Count every line in the entries below that contains the word "Duration", and give only that number.
===== RAW DATA =====
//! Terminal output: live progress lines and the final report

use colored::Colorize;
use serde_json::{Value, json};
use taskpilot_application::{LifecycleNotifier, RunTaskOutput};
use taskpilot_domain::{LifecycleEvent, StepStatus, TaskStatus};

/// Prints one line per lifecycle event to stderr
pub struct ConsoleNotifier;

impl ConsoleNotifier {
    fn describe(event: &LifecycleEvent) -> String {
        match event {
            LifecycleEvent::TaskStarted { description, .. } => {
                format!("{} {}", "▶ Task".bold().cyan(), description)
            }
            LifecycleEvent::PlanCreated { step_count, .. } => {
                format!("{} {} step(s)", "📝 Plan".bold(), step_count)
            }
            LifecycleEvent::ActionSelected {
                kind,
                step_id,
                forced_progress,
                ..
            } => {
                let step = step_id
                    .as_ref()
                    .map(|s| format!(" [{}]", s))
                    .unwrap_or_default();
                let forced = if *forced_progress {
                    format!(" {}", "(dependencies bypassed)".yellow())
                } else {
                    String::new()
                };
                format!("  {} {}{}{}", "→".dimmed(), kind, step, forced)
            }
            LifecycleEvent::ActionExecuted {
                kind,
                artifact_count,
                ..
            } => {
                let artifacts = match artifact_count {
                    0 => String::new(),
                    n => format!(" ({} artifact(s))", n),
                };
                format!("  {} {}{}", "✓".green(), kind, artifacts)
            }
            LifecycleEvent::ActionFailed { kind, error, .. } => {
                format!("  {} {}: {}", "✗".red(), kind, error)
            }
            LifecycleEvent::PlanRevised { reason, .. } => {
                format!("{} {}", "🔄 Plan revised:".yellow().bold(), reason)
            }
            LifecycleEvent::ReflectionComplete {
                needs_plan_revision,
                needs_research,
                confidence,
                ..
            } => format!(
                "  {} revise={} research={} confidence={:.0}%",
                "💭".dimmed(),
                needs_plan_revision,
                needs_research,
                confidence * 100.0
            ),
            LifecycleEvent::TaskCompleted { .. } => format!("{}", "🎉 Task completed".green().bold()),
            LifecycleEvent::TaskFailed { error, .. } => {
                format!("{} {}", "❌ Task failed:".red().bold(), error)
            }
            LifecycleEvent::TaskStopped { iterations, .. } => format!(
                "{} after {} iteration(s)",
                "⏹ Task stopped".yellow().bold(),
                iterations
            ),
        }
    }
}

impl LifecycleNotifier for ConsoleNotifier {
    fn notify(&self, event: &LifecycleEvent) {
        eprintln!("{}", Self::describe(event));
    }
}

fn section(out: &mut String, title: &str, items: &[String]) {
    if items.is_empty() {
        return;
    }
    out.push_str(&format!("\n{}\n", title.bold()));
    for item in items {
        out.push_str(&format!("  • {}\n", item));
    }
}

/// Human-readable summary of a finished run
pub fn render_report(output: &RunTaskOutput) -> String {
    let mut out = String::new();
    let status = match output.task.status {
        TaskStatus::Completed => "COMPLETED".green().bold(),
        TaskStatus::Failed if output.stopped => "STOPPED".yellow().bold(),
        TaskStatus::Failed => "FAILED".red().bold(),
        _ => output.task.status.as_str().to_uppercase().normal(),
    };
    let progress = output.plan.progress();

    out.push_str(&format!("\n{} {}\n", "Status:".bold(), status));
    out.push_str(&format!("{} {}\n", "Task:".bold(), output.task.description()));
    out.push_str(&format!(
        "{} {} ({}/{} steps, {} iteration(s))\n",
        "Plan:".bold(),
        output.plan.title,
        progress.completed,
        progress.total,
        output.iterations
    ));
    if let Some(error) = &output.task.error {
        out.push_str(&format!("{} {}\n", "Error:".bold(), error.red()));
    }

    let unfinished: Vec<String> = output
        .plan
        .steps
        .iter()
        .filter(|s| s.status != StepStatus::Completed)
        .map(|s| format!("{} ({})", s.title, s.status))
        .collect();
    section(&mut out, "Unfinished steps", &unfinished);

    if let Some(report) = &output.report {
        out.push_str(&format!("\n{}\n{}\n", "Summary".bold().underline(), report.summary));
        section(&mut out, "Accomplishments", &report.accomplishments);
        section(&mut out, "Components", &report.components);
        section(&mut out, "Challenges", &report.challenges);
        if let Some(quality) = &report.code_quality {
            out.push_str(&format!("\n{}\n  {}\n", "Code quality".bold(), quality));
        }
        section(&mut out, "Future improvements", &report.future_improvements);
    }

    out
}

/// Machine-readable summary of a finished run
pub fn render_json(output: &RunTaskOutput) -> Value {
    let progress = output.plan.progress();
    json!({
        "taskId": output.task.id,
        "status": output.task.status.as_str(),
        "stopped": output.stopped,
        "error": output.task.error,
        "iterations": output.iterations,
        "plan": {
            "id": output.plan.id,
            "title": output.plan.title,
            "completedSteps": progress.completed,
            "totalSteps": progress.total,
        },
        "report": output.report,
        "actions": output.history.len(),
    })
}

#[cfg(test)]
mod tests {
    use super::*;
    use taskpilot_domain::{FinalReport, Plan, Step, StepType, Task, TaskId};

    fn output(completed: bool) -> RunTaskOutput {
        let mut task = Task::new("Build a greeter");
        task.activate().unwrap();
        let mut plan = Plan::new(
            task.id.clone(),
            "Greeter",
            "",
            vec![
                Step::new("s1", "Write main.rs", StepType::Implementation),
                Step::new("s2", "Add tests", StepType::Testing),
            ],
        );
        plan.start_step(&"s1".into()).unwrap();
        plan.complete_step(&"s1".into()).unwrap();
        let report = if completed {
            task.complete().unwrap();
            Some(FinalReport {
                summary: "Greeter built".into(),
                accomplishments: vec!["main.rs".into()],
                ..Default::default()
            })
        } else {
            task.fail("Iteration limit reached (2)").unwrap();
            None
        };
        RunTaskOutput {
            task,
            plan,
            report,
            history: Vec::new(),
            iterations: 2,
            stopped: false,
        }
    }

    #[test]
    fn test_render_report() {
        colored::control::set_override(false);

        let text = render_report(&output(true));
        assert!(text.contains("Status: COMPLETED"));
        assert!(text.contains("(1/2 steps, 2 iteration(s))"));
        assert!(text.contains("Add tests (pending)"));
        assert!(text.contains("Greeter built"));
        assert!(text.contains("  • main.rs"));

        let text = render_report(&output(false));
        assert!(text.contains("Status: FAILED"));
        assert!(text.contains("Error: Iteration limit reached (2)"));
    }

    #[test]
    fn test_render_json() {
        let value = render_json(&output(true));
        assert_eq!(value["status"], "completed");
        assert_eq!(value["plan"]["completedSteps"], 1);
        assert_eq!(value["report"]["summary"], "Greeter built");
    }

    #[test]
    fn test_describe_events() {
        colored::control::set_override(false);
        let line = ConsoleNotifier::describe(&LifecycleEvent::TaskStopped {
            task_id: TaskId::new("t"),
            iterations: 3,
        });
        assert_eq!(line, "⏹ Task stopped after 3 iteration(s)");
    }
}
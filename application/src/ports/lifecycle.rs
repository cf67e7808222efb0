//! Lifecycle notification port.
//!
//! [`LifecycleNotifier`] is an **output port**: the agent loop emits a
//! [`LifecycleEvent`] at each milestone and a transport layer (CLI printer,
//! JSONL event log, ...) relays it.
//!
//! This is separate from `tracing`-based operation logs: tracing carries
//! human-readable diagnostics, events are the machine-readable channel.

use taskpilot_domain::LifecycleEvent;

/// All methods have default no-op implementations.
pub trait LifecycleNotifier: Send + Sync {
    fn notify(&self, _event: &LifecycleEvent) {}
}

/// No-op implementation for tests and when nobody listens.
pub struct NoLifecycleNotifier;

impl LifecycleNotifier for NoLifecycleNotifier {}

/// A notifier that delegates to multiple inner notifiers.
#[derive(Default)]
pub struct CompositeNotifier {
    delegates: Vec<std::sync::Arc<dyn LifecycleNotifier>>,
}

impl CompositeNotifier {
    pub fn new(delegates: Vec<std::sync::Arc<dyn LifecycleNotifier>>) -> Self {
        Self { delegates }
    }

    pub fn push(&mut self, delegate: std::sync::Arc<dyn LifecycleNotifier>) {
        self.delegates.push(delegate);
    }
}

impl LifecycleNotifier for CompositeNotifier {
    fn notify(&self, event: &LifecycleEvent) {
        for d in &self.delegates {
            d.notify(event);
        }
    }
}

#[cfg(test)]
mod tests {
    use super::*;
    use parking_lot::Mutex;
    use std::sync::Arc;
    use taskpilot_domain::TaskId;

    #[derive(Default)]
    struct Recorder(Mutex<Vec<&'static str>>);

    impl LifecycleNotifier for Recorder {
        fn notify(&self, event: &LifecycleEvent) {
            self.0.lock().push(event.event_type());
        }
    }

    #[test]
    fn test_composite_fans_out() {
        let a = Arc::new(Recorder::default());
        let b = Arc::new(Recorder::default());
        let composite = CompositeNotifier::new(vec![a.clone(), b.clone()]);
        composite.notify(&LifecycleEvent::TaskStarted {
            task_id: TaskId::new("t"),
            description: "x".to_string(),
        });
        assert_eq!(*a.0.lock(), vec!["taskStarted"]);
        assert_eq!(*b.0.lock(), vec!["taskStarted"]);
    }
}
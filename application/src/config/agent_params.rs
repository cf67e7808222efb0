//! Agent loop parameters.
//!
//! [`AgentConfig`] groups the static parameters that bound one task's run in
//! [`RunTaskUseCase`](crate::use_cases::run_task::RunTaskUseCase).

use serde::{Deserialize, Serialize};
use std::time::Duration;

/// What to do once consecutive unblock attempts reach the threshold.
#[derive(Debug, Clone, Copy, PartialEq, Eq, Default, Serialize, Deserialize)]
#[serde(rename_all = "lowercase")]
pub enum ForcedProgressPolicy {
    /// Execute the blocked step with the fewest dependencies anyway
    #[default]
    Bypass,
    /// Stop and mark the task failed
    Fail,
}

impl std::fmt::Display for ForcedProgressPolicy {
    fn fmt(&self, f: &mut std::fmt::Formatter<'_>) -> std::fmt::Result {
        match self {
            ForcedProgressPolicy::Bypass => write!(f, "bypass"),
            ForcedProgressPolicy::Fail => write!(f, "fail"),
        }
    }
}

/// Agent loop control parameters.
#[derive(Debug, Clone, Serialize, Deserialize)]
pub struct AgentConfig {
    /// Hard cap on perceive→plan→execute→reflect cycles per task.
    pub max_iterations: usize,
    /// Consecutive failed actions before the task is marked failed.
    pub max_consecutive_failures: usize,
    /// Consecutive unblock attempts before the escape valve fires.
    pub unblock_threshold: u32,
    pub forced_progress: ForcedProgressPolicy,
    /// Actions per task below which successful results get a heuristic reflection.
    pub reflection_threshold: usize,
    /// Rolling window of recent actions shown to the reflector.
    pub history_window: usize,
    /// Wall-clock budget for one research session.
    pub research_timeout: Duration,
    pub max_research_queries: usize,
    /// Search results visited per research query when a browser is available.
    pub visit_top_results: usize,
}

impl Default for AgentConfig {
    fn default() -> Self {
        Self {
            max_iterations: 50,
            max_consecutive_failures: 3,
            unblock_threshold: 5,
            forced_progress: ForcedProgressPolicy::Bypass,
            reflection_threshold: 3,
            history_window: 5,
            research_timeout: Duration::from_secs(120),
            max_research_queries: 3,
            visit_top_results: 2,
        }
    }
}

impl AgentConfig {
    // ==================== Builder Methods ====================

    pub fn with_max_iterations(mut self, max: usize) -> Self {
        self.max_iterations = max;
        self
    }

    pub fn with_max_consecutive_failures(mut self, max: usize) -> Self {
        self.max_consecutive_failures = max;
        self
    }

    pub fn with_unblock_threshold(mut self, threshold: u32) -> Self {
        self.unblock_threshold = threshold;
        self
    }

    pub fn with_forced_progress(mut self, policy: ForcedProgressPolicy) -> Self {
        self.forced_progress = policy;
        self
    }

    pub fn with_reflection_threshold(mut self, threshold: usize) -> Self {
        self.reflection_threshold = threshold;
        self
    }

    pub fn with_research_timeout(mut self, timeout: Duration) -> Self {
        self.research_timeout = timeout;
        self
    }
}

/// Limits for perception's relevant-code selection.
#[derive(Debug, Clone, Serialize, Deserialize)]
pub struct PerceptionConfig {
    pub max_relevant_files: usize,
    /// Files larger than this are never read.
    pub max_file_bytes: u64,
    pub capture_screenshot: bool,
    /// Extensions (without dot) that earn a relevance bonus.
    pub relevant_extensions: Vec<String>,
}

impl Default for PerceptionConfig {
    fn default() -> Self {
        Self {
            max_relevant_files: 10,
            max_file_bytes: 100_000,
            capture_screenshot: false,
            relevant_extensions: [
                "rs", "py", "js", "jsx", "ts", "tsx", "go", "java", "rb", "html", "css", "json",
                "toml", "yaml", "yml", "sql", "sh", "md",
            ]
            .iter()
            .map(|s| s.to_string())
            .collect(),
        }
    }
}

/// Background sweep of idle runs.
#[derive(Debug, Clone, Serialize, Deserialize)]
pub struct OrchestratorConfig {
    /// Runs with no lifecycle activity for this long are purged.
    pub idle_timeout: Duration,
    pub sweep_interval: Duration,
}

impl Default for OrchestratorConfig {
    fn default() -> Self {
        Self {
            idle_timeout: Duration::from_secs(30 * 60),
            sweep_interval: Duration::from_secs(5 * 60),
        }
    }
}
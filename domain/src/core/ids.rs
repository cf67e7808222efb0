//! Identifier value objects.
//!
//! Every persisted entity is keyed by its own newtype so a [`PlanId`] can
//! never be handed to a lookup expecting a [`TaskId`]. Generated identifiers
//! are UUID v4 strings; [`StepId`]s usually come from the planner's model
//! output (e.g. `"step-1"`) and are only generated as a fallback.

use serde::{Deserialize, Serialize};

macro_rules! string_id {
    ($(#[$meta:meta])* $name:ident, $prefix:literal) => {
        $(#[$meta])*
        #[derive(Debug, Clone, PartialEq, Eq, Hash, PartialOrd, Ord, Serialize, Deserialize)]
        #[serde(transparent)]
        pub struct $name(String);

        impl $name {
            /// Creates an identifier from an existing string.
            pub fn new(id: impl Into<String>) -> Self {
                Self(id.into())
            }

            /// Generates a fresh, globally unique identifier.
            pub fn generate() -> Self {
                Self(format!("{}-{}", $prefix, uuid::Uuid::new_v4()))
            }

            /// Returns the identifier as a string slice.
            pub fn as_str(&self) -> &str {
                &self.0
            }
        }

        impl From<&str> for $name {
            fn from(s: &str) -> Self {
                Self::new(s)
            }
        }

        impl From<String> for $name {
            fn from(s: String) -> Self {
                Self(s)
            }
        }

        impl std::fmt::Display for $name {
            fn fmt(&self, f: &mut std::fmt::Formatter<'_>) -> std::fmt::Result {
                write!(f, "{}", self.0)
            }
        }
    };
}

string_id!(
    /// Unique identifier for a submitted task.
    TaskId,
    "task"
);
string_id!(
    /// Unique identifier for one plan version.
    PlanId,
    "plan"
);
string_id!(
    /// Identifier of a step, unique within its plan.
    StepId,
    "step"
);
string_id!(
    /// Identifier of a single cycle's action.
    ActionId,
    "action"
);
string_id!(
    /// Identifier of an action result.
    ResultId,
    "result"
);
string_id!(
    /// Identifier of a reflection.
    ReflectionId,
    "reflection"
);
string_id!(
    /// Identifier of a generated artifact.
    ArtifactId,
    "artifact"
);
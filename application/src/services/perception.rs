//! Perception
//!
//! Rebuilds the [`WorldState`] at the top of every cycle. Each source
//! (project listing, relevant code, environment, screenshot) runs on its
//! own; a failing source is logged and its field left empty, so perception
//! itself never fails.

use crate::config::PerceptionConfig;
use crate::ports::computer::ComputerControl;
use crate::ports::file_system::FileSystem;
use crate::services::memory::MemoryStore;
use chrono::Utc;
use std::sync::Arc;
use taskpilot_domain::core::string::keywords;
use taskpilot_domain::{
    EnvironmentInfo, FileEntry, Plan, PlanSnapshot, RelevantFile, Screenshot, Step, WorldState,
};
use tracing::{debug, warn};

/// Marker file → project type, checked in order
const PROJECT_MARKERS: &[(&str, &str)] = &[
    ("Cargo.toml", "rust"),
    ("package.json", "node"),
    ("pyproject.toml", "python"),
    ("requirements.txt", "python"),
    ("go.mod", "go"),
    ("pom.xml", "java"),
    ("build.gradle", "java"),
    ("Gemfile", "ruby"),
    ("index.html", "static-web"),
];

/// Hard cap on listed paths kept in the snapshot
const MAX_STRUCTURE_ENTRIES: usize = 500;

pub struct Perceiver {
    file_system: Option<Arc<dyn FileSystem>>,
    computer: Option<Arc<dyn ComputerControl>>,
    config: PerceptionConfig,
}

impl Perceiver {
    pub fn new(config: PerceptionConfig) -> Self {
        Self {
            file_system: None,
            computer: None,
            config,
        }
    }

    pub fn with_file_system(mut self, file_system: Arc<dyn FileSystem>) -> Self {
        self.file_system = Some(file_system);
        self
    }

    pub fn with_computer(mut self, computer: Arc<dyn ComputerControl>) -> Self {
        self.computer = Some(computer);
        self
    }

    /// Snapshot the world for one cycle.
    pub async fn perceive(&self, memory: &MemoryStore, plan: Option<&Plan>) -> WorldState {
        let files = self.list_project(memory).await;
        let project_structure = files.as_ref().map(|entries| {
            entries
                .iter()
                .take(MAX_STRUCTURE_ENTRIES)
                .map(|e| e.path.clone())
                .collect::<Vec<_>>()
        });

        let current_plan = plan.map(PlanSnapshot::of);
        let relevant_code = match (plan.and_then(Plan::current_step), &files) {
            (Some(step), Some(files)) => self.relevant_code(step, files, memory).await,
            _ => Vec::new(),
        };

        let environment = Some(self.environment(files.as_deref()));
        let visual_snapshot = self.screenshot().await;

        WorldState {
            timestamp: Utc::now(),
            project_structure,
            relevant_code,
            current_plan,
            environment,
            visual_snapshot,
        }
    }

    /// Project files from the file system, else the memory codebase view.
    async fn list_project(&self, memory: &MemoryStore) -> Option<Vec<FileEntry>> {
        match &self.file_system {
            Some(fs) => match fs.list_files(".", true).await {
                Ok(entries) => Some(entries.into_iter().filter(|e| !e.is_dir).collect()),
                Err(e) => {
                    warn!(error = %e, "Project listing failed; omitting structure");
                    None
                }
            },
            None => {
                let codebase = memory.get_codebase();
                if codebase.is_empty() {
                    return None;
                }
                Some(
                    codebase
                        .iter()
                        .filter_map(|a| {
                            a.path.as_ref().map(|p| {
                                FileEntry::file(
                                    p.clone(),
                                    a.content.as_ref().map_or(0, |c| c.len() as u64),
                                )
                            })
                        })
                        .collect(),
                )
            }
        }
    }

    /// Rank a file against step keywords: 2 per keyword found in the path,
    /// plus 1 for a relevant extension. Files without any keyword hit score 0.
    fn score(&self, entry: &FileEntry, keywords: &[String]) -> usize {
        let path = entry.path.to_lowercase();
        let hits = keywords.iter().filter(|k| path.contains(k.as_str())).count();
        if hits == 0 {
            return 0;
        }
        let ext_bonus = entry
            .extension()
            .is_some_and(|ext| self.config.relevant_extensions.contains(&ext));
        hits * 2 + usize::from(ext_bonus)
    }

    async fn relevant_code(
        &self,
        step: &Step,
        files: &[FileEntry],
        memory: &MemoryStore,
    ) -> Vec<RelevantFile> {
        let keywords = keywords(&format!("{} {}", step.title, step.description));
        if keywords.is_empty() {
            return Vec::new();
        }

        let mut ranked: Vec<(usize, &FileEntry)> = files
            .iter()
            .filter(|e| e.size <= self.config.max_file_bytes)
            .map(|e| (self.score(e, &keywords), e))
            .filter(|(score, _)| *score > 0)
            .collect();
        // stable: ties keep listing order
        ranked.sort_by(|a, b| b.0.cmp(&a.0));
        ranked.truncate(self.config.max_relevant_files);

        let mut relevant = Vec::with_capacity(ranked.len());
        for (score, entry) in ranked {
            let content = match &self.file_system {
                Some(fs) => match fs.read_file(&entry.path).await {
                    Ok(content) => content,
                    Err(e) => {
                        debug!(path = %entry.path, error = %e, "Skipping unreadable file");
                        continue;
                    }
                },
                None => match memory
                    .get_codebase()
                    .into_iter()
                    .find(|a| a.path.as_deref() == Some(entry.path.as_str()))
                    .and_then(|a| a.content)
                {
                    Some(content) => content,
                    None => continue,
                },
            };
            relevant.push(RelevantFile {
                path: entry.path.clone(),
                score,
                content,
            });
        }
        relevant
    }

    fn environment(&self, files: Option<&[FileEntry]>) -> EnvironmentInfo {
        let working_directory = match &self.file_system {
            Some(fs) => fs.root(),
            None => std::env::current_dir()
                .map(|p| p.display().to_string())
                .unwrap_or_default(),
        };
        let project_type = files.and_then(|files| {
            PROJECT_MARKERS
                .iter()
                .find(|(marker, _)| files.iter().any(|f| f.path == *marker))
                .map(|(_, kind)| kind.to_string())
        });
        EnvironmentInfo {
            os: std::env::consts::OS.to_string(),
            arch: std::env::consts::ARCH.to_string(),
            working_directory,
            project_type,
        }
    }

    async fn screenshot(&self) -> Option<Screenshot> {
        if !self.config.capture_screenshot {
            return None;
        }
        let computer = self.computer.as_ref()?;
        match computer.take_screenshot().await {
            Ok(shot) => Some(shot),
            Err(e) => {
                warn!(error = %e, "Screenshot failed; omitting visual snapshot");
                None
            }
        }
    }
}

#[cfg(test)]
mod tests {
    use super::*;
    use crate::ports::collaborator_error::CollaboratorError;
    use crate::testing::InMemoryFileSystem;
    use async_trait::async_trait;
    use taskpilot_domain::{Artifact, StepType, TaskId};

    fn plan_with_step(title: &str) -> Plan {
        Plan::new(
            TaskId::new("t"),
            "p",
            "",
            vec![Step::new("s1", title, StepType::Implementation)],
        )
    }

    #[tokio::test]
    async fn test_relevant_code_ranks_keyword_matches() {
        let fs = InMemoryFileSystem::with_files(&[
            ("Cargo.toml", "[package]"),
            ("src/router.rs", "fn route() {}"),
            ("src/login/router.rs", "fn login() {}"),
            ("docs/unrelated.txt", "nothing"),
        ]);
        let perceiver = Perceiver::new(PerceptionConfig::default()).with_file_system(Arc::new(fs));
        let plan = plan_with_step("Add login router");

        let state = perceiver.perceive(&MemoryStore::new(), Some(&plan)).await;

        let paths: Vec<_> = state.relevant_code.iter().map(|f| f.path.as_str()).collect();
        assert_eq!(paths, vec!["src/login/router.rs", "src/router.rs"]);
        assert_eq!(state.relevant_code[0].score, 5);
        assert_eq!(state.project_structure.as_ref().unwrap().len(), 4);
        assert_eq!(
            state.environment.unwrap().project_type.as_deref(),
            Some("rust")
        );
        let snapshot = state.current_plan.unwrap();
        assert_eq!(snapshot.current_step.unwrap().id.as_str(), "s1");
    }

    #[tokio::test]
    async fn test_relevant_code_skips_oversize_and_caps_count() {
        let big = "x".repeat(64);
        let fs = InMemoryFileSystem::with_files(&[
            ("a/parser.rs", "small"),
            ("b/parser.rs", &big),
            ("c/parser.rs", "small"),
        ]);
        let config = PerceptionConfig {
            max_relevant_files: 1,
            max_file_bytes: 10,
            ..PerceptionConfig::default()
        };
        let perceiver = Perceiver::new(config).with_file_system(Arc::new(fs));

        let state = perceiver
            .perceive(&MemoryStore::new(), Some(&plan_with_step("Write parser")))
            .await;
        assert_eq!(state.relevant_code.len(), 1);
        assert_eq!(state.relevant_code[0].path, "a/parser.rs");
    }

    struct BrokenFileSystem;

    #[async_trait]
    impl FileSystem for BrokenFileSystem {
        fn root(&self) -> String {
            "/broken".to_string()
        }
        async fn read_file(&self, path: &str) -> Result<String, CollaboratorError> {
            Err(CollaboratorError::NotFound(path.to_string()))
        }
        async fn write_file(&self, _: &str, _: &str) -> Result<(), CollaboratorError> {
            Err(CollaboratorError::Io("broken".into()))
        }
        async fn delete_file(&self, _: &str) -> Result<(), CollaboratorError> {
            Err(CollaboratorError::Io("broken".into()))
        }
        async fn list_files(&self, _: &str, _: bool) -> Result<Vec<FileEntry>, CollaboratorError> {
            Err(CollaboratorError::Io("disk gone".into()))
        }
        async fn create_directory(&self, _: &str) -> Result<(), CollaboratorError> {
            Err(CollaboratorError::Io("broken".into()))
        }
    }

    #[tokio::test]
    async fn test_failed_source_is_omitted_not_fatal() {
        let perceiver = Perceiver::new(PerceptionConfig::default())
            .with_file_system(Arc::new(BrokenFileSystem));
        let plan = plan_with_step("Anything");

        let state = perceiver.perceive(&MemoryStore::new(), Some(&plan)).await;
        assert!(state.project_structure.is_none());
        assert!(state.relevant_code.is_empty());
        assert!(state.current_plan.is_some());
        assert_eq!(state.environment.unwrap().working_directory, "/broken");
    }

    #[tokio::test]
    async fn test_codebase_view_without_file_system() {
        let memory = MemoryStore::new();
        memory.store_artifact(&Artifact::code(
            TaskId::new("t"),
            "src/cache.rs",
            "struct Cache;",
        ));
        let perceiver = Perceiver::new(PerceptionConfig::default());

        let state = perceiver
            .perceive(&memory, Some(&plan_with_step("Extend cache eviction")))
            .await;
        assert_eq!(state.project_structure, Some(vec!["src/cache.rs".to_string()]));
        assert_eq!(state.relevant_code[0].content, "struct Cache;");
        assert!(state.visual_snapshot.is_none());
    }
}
=====
#### PROBLEM SOLUTION
8